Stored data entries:
BEGIN

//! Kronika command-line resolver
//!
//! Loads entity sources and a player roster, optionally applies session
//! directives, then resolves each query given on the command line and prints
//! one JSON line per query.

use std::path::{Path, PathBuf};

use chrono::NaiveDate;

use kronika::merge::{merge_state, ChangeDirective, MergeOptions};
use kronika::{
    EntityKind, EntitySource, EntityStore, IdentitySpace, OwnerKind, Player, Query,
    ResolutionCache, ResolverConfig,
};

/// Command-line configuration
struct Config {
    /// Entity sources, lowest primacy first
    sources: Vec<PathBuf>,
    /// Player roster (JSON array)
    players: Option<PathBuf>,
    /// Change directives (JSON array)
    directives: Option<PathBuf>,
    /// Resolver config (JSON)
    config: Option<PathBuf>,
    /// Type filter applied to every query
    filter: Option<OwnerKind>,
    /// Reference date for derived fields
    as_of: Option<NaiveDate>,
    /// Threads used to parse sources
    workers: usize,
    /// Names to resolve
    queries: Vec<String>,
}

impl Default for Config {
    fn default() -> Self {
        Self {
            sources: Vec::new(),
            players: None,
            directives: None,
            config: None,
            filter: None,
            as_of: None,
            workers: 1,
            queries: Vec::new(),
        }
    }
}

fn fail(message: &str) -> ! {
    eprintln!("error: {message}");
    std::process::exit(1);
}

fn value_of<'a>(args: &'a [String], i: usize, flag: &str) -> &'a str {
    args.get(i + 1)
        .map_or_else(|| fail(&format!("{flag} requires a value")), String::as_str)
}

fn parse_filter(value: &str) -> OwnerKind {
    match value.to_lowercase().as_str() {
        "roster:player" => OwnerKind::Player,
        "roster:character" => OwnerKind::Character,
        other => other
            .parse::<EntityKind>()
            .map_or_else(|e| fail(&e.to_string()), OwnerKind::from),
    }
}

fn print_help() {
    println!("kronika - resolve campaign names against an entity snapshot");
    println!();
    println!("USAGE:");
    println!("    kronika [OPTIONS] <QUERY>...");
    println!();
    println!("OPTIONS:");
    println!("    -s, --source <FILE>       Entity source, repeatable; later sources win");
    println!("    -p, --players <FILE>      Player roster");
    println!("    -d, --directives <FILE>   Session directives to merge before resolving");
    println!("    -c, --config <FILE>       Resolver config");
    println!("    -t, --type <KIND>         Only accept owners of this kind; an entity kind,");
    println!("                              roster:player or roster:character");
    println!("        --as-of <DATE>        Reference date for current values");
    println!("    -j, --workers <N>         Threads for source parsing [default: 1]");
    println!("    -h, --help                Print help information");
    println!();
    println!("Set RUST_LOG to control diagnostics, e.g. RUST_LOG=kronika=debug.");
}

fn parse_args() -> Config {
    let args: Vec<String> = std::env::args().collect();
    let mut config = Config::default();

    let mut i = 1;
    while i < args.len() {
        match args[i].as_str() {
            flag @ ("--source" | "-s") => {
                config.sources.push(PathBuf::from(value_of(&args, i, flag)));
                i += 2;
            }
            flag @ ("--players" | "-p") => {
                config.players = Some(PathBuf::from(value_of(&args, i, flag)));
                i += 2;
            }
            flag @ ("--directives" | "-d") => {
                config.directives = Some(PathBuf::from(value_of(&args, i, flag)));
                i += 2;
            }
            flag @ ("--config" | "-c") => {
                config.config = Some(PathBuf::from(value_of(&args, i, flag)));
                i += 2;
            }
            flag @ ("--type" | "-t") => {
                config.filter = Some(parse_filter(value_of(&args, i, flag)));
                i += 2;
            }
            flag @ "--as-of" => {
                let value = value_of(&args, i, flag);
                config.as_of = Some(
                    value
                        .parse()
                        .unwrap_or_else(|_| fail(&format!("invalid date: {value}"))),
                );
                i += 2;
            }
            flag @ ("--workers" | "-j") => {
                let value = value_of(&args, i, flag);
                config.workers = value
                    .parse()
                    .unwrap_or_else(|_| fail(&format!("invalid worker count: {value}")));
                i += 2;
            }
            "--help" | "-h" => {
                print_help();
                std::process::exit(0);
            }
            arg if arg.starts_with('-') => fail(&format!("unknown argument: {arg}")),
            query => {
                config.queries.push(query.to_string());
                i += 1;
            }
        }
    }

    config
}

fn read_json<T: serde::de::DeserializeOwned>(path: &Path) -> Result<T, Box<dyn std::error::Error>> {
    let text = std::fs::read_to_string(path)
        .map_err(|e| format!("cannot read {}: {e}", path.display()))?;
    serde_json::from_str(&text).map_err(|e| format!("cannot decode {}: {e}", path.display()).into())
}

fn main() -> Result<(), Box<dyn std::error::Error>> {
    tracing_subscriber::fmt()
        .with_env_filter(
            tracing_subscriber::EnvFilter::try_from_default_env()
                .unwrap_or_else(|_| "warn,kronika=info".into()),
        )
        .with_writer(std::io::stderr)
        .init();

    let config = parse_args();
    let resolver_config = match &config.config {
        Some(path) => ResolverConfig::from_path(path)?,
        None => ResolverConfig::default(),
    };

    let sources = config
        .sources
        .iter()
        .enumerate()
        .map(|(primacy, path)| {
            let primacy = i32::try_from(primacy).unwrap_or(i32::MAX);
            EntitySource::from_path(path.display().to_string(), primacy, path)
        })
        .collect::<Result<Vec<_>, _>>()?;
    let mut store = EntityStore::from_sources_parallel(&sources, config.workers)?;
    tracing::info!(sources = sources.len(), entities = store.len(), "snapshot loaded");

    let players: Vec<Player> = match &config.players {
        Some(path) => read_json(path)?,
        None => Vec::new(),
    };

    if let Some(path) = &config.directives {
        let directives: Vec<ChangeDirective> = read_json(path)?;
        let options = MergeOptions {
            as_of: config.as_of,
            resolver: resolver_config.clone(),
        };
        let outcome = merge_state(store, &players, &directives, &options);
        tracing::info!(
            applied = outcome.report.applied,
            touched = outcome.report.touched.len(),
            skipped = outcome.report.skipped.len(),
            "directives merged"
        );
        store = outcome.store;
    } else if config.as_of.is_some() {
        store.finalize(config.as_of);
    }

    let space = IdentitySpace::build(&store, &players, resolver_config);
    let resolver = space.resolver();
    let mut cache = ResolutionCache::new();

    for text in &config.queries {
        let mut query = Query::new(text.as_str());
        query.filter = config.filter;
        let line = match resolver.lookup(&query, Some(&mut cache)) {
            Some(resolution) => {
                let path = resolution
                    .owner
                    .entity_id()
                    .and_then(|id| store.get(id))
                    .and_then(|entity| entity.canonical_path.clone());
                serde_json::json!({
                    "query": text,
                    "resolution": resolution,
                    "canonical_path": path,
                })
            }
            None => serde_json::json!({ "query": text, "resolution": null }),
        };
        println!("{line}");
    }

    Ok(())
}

END

#### WORK ORDER
Within the data above, the lines from the one with "let players: Vec<Player>" to the one with "merge_state(store, &players, &directives, &options);" must be repeated exactly; no other line belongs in the answer.

#### SOLUTION TO THE EXERCISE
    let players: Vec<Player> = match &config.players {
        Some(path) => read_json(path)?,
        None => Vec::new(),
    };

    if let Some(path) = &config.directives {
        let directives: Vec<ChangeDirective> = read_json(path)?;
        let options = MergeOptions {
            as_of: config.as_of,
            resolver: resolver_config.clone(),
        };
        let outcome = merge_state(store, &players, &directives, &options);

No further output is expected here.